He turned a deaf ear to Mao’s suggestion to send Chou. But Mao dispatched Chou anyway, telling the Young Marshal on the 15th that Chou was coming, and asking for a plane to pick him up in Yenan. When Chou reached Yenan, there was no plane, and the city gate was closed to him; he had to wait all night outside the walls, in sub-zero temperatures. “The guards refused to open the gate and refused to listen to reason,” Mao wired the Young Marshal, exhorting him to do something. The Young Marshal was literally freezing Chou out, an indication of how bitter he felt about the Reds misleading him over Moscow’s attitude.
On the 17th he relented. He was looking for a way to end the fiasco, so he sent his Boeing to fetch Chou. His American pilot, Royal Leonard, was shocked to find he was carrying Reds (who had only recently been peppering his plane). En route back that snowy afternoon, he played a trick on his passengers. “I deliberately picked rough air,” he wrote in his memoirs. “Occasionally, I peeked back into the cabin and enjoyed watching the Communists … holding their black beards aside with one hand and vomiting into a can held in the other.”

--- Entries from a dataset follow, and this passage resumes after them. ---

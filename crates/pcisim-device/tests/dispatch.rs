use pcisim_device::{
    Command, CommandCode, DeviceError, PciSimulator, Response, Scalar, SimulatorConfig,
    TransferFault, WaveformLayout, Width,
};

fn small_sim() -> PciSimulator {
    PciSimulator::new(SimulatorConfig {
        register_size: 1024,
        waveform: WaveformLayout {
            offset: 0x200,
            waveforms: 2,
            points: 8,
        },
    })
    .unwrap()
}

fn read(sim: &PciSimulator, width: Width, offset: u32) -> Result<Scalar, DeviceError> {
    match sim.dispatch(Command::ReadScalar { width, offset })? {
        Response::Scalar { offset: got, value } => {
            assert_eq!(got, offset);
            Ok(value)
        }
        other => panic!("unexpected response {other:?}"),
    }
}

fn write(sim: &PciSimulator, offset: u32, value: impl Into<Scalar>) -> Result<(), DeviceError> {
    let resp = sim.dispatch(Command::WriteScalar {
        offset,
        value: value.into(),
    })?;
    assert_eq!(resp, Response::Written);
    Ok(())
}

#[test]
fn scalar_write_then_read_at_each_width() {
    let sim = small_sim();
    write(&sim, 100, 0xDEAD_BEEFu32).unwrap();
    assert_eq!(read(&sim, Width::W32, 100).unwrap(), Scalar::U32(0xDEAD_BEEF));

    write(&sim, 10, 0xABCDu16).unwrap();
    assert_eq!(read(&sim, Width::W16, 10).unwrap(), Scalar::U16(0xABCD));

    write(&sim, 3, 0x7Fu8).unwrap();
    assert_eq!(read(&sim, Width::W8, 3).unwrap(), Scalar::U8(0x7F));
}

#[test]
fn last_register_fits_one_past_does_not() {
    let sim = small_sim();
    write(&sim, 1020, 0x0102_0304u32).unwrap();
    assert_eq!(read(&sim, Width::W32, 1020).unwrap(), Scalar::U32(0x0102_0304));

    assert_eq!(
        read(&sim, Width::W32, 1021),
        Err(DeviceError::OutOfRange {
            offset: 1021,
            len: 4,
            size: 1024
        })
    );
    assert_eq!(
        read(&sim, Width::W8, 1023).unwrap(),
        Scalar::U8(0x0102_0304u32.to_ne_bytes()[3])
    );
}

#[test]
fn out_of_range_write_is_rejected_and_harmless() {
    let sim = small_sim();
    sim.with_registers(|regs| regs.write_bytes(1016, &[0x11; 8]).unwrap());

    assert!(matches!(
        write(&sim, 1022, 0xFFFF_FFFFu32),
        Err(DeviceError::OutOfRange { .. })
    ));
    assert!(matches!(
        write(&sim, u32::MAX, 0u8),
        Err(DeviceError::OutOfRange { .. })
    ));

    sim.with_registers(|regs| {
        assert_eq!(regs.slice(1016, 8).unwrap(), &[0x11; 8]);
    });
}

#[test]
fn waveform_bulk_read_copies_requested_range() {
    let sim = small_sim();
    sim.with_registers(|regs| {
        for i in 0..16u8 {
            regs.write_u8(0x300 + u32::from(i), i).unwrap();
        }
    });

    let mut buf = vec![0u8; 16];
    let resp = sim
        .dispatch(Command::ReadWaveformBulk {
            offset: 0x304,
            length: 8,
            buffer: &mut buf,
        })
        .unwrap();
    assert!(matches!(resp, Response::WaveformRead { length: 8, .. }));
    assert_eq!(&buf[..8], &[4, 5, 6, 7, 8, 9, 10, 11]);
    assert_eq!(&buf[8..], &[0; 8]);
}

#[test]
fn waveform_bulk_read_past_end_fails() {
    let sim = small_sim();
    let mut buf = vec![0xEEu8; 64];
    let err = sim
        .dispatch(Command::ReadWaveformBulk {
            offset: 1000,
            length: 64,
            buffer: &mut buf,
        })
        .unwrap_err();
    assert_eq!(
        err,
        DeviceError::OutOfRange {
            offset: 1000,
            len: 64,
            size: 1024
        }
    );
    assert!(buf.iter().all(|b| *b == 0xEE));
}

#[test]
fn waveform_bulk_read_into_short_buffer_is_a_transfer_failure() {
    let sim = small_sim();
    let mut buf = [0u8; 4];
    let err = sim
        .dispatch(Command::ReadWaveformBulk {
            offset: 0,
            length: 16,
            buffer: &mut buf,
        })
        .unwrap_err();
    assert_eq!(
        err,
        DeviceError::TransferFailed(TransferFault::Short {
            needed: 16,
            available: 4
        })
    );
}

#[test]
fn unknown_command_codes_are_rejected() {
    assert_eq!(
        CommandCode::try_from(0x09),
        Err(DeviceError::UnknownCommand(0x09))
    );
    assert_eq!(
        CommandCode::try_from(0xFFFF),
        Err(DeviceError::UnknownCommand(0xFFFF))
    );
    assert!(DeviceError::UnknownCommand(0x09)
        .to_string()
        .contains("0x0009"));
}

#[test]
fn invalid_config_is_rejected_up_front() {
    let err = PciSimulator::new(SimulatorConfig {
        register_size: 64,
        waveform: WaveformLayout {
            offset: 0,
            waveforms: 4,
            points: 16,
        },
    })
    .unwrap_err();
    assert!(matches!(err, DeviceError::Config(_)));
}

The Young Marshal accepted Chou through gritted teeth, though he presented an amicable façade and played along with his guest. When Chou urged him to kill the Generalissimo, he pretended he would do so “when civil war is unavoidable and Xian is besieged” by government forces.

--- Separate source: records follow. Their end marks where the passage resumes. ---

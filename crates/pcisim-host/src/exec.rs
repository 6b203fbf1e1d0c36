use pcisim_device::{Command, DeviceError, DeviceResult, PciSimulator, Response, Scalar};
use pcisim_protocol::{decode_request, encode_reply, DecodeError, Reply, Request, Status};

/// Runs one wire request against the simulator. Device errors become [`Reply::Error`].
pub fn execute(sim: &PciSimulator, req: Request) -> Reply {
    match run(sim, req) {
        Ok(reply) => reply,
        Err(err) => error_reply(&err),
    }
}

/// Decodes a request frame, executes it and returns the encoded reply frame.
///
/// Frames with an unrecognized tag are answered with [`Status::UnknownCommand`] and change
/// nothing; any other decode failure yields [`Status::Malformed`].
pub fn handle_frame(sim: &PciSimulator, frame: &[u8]) -> Vec<u8> {
    let reply = match decode_request(frame) {
        Ok(req) => execute(sim, req),
        Err(DecodeError::UnknownTag(tag)) => {
            tracing::debug!("unknown command 0x{tag:04x}");
            error_reply(&DeviceError::UnknownCommand(tag))
        }
        Err(err) => {
            tracing::debug!(error = %err, "malformed request frame");
            Reply::error(Status::Malformed, err.to_string())
        }
    };
    encode_reply(&reply)
}

fn error_reply(err: &DeviceError) -> Reply {
    Reply::error(Status::from(err), err.to_string())
}

fn mismatch(resp: Response) -> Reply {
    Reply::error(Status::Internal, format!("unexpected device response {resp:?}"))
}

/// Buffer for a device-to-caller copy. Requests larger than the register space are going to fail
/// the bounds check anyway, so they do not get to size the allocation.
fn reply_buffer(sim: &PciSimulator, length: u32) -> Vec<u8> {
    vec![0u8; (length as usize).min(sim.config().register_size)]
}

fn run(sim: &PciSimulator, req: Request) -> DeviceResult<Reply> {
    Ok(match req {
        Request::ReadValue { width, offset } => {
            match sim.dispatch(Command::ReadScalar { width, offset })? {
                Response::Scalar { offset, value } => Reply::Value {
                    offset,
                    value: value.as_u32(),
                },
                other => mismatch(other),
            }
        }
        Request::WriteValue {
            width,
            offset,
            value,
        } => {
            sim.dispatch(Command::WriteScalar {
                offset,
                value: Scalar::truncating(width, value),
            })?;
            Reply::Ack
        }
        Request::ReadWaveform(io) => {
            let mut data = reply_buffer(sim, io.length);
            match sim.dispatch(Command::ReadWaveformBulk {
                offset: io.offset,
                length: io.length,
                buffer: &mut data,
            })? {
                Response::WaveformRead { length, elapsed } => {
                    data.truncate(length as usize);
                    Reply::Waveform {
                        elapsed_ns: u64::try_from(elapsed.as_nanos()).unwrap_or(u64::MAX),
                        data,
                    }
                }
                other => mismatch(other),
            }
        }
        Request::AdvanceWaveform => {
            sim.dispatch(Command::AdvanceWaveform)?;
            Reply::Ack
        }
        Request::BulkRead { length } => {
            let mut data = reply_buffer(sim, length);
            let copied = sim.bulk_read(&mut data, length as usize)?;
            data.truncate(copied);
            Reply::BulkData { data }
        }
        Request::BulkWrite { data } => {
            let written = sim.bulk_write(&data)?;
            Reply::BulkWritten {
                len: written as u32,
            }
        }
    })
}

Mao had in fact been trying to provoke a war between Nanjing and Xian. He hoped to trigger this off by moving Red troops towards Nanjing. On the 15th he secretly ordered his top commanders to “strike at the enemy’s head: the Nanjing government …” But he had to scrap the plan, as it would have been suicidal for the Red Army, and there was no guarantee it would set off a Nanjing — Xian war. To his delight, on the 16th Nanjing declared war on the Young Marshal, moving armies towards Xian and bombing the Young Marshal’s troops outside the city. Mao urged the Young Marshal not just to fight back, but to broaden the fighting into a major war by striking out towards Nanjing. The following day, Mao cabled him, saying: “The enemy’s jugulars are Nanjing and [two key railway lines]. If 20 to 30 thousand … troops can be dispatched to strike these railway lines … the overall situation will change at once. Please do consider this.” Mao’s hope was that by taking such action, the Young Marshal would burn his bridges with Nanjing and thus be more likely to kill Chiang.

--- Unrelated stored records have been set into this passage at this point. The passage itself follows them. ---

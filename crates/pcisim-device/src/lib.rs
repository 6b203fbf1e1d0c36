//! Simulated PCI peripheral: command dispatch, waveform generation and the bulk transfer path.
//!
//! The whole device state is one [`pcisim_mem::RegisterSpace`] owned by a [`PciSimulator`].
//! Callers talk to it through [`PciSimulator::dispatch`] (addressed, ioctl-style commands) or
//! [`PciSimulator::bulk_read`] / [`PciSimulator::bulk_write`] (whole-buffer copies at offset 0).
//! How those calls reach the simulator (character device, RPC, direct call) is up to the host.

#![forbid(unsafe_code)]

pub mod buffer;
pub mod command;
pub mod config;
pub mod error;
pub mod simulator;
pub mod waveform;

pub use buffer::{TransferFault, UserBuffer};
pub use command::{Command, CommandCode, Response};
pub use config::{ConfigError, SimulatorConfig};
pub use error::{DeviceError, DeviceResult};
pub use simulator::PciSimulator;
pub use waveform::{WaveformLayout, WaveformState, WaveformTransition};

pub use pcisim_mem::{RegisterSpace, Scalar, Width};
//! Status-code taxonomy for the GM/T 0016 command set.
//!
//! Every reply payload begins with a 32-bit status word.  `0x00000000` is
//! the single success value; everything else is one of the failures below
//! or an unknown code.  The table is a compile-time constant sorted by
//! code, so lookups are a binary search with no startup cost and no
//! teardown.
//!
//! Stable identifiers are the lower-cased `SAR_*` names from the standard
//! and the descriptions are the vendor's original strings — both are part
//! of the observable surface (callers match on them and show them to
//! operators), so neither is translated or renamed.

/// One row of the status table.
#[derive(Debug, Clone, Copy, PartialEq, Eq)]
pub struct StatusEntry {
    /// Numeric status word as it appears (byte-swapped) on the wire.
    pub code: u32,
    /// Machine-stable lower-case identifier, e.g. `"sar_invalidhandleerr"`.
    pub stable_id: &'static str,
    /// Human-readable vendor description.
    pub description: &'static str,
}

impl StatusEntry {
    /// Natural-order hex form of the code, e.g. `"0x0a000005"`.
    pub fn hex_value(&self) -> String {
        format!("0x{:08x}", self.code)
    }
}

/// Stable id substituted for codes outside the table.
pub const UNKNOWN_STABLE_ID: &str = "unknown";

/// Description substituted for codes outside the table.
pub const UNKNOWN_DESCRIPTION: &str = "未知错误";

/// The full status space of the standard, sorted by code.
///
/// The range `0x0a000001..=0x0a00003b` is non-contiguous: `0x0a000034` and
/// `0x0a000038` are not assigned.
pub const STATUS_TABLE: &[StatusEntry] = &[
    StatusEntry { code: 0x0000_0000, stable_id: "sar_ok", description: "成功" },
    StatusEntry { code: 0x0a00_0001, stable_id: "sar_fail", description: "失败" },
    StatusEntry { code: 0x0a00_0002, stable_id: "sar_unknownerr", description: "异常错误" },
    StatusEntry { code: 0x0a00_0003, stable_id: "sar_notsupportyeterr", description: "不支持的服务" },
    StatusEntry { code: 0x0a00_0004, stable_id: "sar_fileerr", description: "文件操作错误" },
    StatusEntry { code: 0x0a00_0005, stable_id: "sar_invalidhandleerr", description: "无效的句柄" },
    StatusEntry { code: 0x0a00_0006, stable_id: "sar_invalidparamerr", description: "无效的参数" },
    StatusEntry { code: 0x0a00_0007, stable_id: "sar_readfileerr", description: "读文件错误" },
    StatusEntry { code: 0x0a00_0008, stable_id: "sar_writefileerr", description: "写文件错误" },
    StatusEntry { code: 0x0a00_0009, stable_id: "sar_namelenerr", description: "名称长度错误" },
    StatusEntry { code: 0x0a00_000a, stable_id: "sar_keyusageerr", description: "密钥用途错误" },
    StatusEntry { code: 0x0a00_000b, stable_id: "sar_moduluslenerr", description: "模的长度错误" },
    StatusEntry { code: 0x0a00_000c, stable_id: "sar_notinitializeerr", description: "未初始化" },
    StatusEntry { code: 0x0a00_000d, stable_id: "sar_objerr", description: "对象错误" },
    StatusEntry { code: 0x0a00_000e, stable_id: "sar_memoryerr", description: "内存错误" },
    StatusEntry { code: 0x0a00_000f, stable_id: "sar_timeouterr", description: "超时" },
    StatusEntry { code: 0x0a00_0010, stable_id: "sar_indatalenerr", description: "输入数据长度错误" },
    StatusEntry { code: 0x0a00_0011, stable_id: "sar_indataerr", description: "输入数据错误" },
    StatusEntry { code: 0x0a00_0012, stable_id: "sar_genranderr", description: "生成随机数错误" },
    StatusEntry { code: 0x0a00_0013, stable_id: "sar_hashobjerr", description: "HASH 对象错" },
    StatusEntry { code: 0x0a00_0014, stable_id: "sar_hasherr", description: "HASH 运算错误" },
    StatusEntry { code: 0x0a00_0015, stable_id: "sar_genrsakeyerr", description: "产生 RSA 密钥错" },
    StatusEntry { code: 0x0a00_0016, stable_id: "sar_rsamoduluslenerr", description: "RSA 密钥较长错误" },
    StatusEntry { code: 0x0a00_0017, stable_id: "sar_cspimprtpubkeyerr", description: "CSP 服务导入公钥错误" },
    StatusEntry { code: 0x0a00_0018, stable_id: "sar_rsaencerr", description: "RSA 加密错误" },
    StatusEntry { code: 0x0a00_0019, stable_id: "sar_rsadecerr", description: "RSA 解密错误" },
    StatusEntry { code: 0x0a00_001a, stable_id: "sar_hashnotequaleerr", description: "HASH 值不相等" },
    StatusEntry { code: 0x0a00_001b, stable_id: "sar_keynotfounterr", description: "密钥未发现" },
    StatusEntry { code: 0x0a00_001c, stable_id: "sar_certnotfounterr", description: "证书未发现" },
    StatusEntry { code: 0x0a00_001d, stable_id: "sar_notexporterr", description: "对象未导出" },
    StatusEntry { code: 0x0a00_001e, stable_id: "sar_deckyptpaderr", description: "解密时做补丁错误" },
    StatusEntry { code: 0x0a00_001f, stable_id: "sar_maclenerr", description: "MAC长度错误" },
    StatusEntry { code: 0x0a00_0020, stable_id: "sar_buffer_too_small", description: "缓冲区不足" },
    StatusEntry { code: 0x0a00_0021, stable_id: "sar_keyinfotypeerr", description: "密钥类型错误" },
    StatusEntry { code: 0x0a00_0022, stable_id: "sar_not_eventerr", description: "无事件错误" },
    StatusEntry { code: 0x0a00_0023, stable_id: "sar_device_removed", description: "设备已移除" },
    StatusEntry { code: 0x0a00_0024, stable_id: "sar_pin_incorrect", description: "PIN不正确" },
    StatusEntry { code: 0x0a00_0025, stable_id: "sar_pin_locked", description: "PIN被锁死" },
    StatusEntry { code: 0x0a00_0026, stable_id: "sar_pin_invalid", description: "PIN无效" },
    StatusEntry { code: 0x0a00_0027, stable_id: "sar_pin_len_range", description: "PIN长度错误" },
    StatusEntry { code: 0x0a00_0028, stable_id: "sar_user_already_logged_in", description: "用户已经登录" },
    StatusEntry { code: 0x0a00_0029, stable_id: "sar_user_pin_not_initialized", description: "没有初始化用户口令" },
    StatusEntry { code: 0x0a00_002a, stable_id: "sar_user_type_invalid", description: "PIN类型错误" },
    StatusEntry { code: 0x0a00_002b, stable_id: "sar_application_name_invalid", description: "应用名称无效" },
    StatusEntry { code: 0x0a00_002c, stable_id: "sar_application_exists", description: "应用已经存在" },
    StatusEntry { code: 0x0a00_002d, stable_id: "sar_user_not_logged_in", description: "用户没有登录" },
    StatusEntry { code: 0x0a00_002e, stable_id: "sar_application_not_exists", description: "应用不存在" },
    StatusEntry { code: 0x0a00_002f, stable_id: "sar_file_already_exist", description: "文件已经存在" },
    StatusEntry { code: 0x0a00_0030, stable_id: "sar_no_room", description: "空间不足" },
    StatusEntry { code: 0x0a00_0031, stable_id: "sar_file_not_exist", description: "文件不存在" },
    StatusEntry { code: 0x0a00_0032, stable_id: "sar_reach_max_container_count", description: "已达到最大可管理容器数" },
    // GM/T 0016-2023 additions
    StatusEntry { code: 0x0a00_0033, stable_id: "sar_auth_blocked", description: "密钥已被锁住" },
    StatusEntry { code: 0x0a00_0035, stable_id: "sar_invalidcontainererr", description: "无效容器" },
    StatusEntry { code: 0x0a00_0036, stable_id: "sar_container_not_exists", description: "容器不存在" },
    StatusEntry { code: 0x0a00_0037, stable_id: "sar_container_exists", description: "容器已存在" },
    StatusEntry { code: 0x0a00_0039, stable_id: "sar_keynousageerr", description: "密钥未被使用" },
    StatusEntry { code: 0x0a00_003a, stable_id: "sar_fileattributeerr", description: "文件操作权限错误" },
    StatusEntry { code: 0x0a00_003b, stable_id: "sar_devnoauth", description: "设备未认证" },
];

// ── Lookups ───────────────────────────────────────────────────────────────────

/// True iff `code` is the single success value `0x00000000`.
pub fn is_success(code: u32) -> bool {
    code == 0
}

/// Looks up a status entry by its numeric code.
///
/// Returns `None` for codes outside the table; callers must treat absence
/// as an *unknown failure*, never as success.
pub fn by_code(code: u32) -> Option<&'static StatusEntry> {
    STATUS_TABLE
        .binary_search_by_key(&code, |e| e.code)
        .ok()
        .map(|i| &STATUS_TABLE[i])
}

/// Looks up a status entry by its natural-order hex form.
///
/// Accepts any case and an optional `0x`/`0X` prefix; reuses [`by_code`]
/// after parsing.
pub fn by_hex_str(text: &str) -> Option<&'static StatusEntry> {
    let trimmed = text
        .strip_prefix("0x")
        .or_else(|| text.strip_prefix("0X"))
        .unwrap_or(text);
    let code = u32::from_str_radix(trimmed, 16).ok()?;
    by_code(code)
}

/// Looks up a status entry by its lower-case stable identifier.
pub fn by_stable_id(id: &str) -> Option<&'static StatusEntry> {
    STATUS_TABLE.iter().find(|e| e.stable_id == id)
}

// ── Tests ─────────────────────────────────────────────────────────────────────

WHILE MAO WAS maneuvering to have Chiang killed, Stalin put his foot down to save the Generalissimo. On 13 December, the day after Chiang was seized, the Soviet chargé d’affaires in Nanjing was summoned by acting prime minister H. H. Kung (Chiang’s brother-in-law) to be told that “word was around” that the CCP was involved in the coup, and that “if Mr. Chiang’s safety was endangered, the anger of the nation would extend from the CCP to the Soviet Union and could put pressure on [the Chinese government] to join with Japan against the Soviet Union.” Stalin understood that the kidnapping might pose an urgent threat to his strategic interests.
At midnight on the 14th, the phone rang in the office of Comintern chief Dimitrov. Stalin was on the line. “Was it with your permission that the events in China took place?” he asked. Dimitrov hastily answered: “No! That would be the greatest service anyone could possibly render Japan. Our position on these events is the same.” Using ominous language, Stalin went on to question the role of the CCP’s delegate at the Comintern, who had submitted to Stalin the draft of a cable to be sent to the CCP in favor of executing Chiang: “Who is this Wang Ming of yours? Is he a provocateur? I hear he wanted to send a telegram to have Chiang killed.” At the time, Dimitrov’s Chinese assistant recalled, “you could not find anyone” at Comintern HQ who did not think that “Chiang must be finished off.” Even Stalin’s top man at the Comintern, the normally cool Manuilsky, “rubbed his hands, embraced me, and exclaimed: ‘Our dear friend has been caught, aha!’ ”
Wang Ming pleaded that the draft cable had been suggested by the deputy head of the GRU, Artur Artuzov. Artuzov was soon arrested and accused of being a spy. Before he was shot, he protested his innocence in a letter written in his own blood, which, his jailer noted icily, had come “from his nose.” Stalin spared Wang Ming. And Dimitrov scrambled to clear himself and lay the blame on Mao. He wrote to Stalin: “in spite of our warnings, the … Chinese Party in fact entered into very close, friendly relations with [the Young Marshal].” More damningly, Dimitrov told Stalin: “it is hard to imagine [the Young Marshal] would have undertaken his adventurist action without coordination with them [Mao and his colleagues] or even without their participation.” This was clearly suggesting that Mao was lying about having no prior knowledge of the event, and that Mao had flouted Moscow’s orders.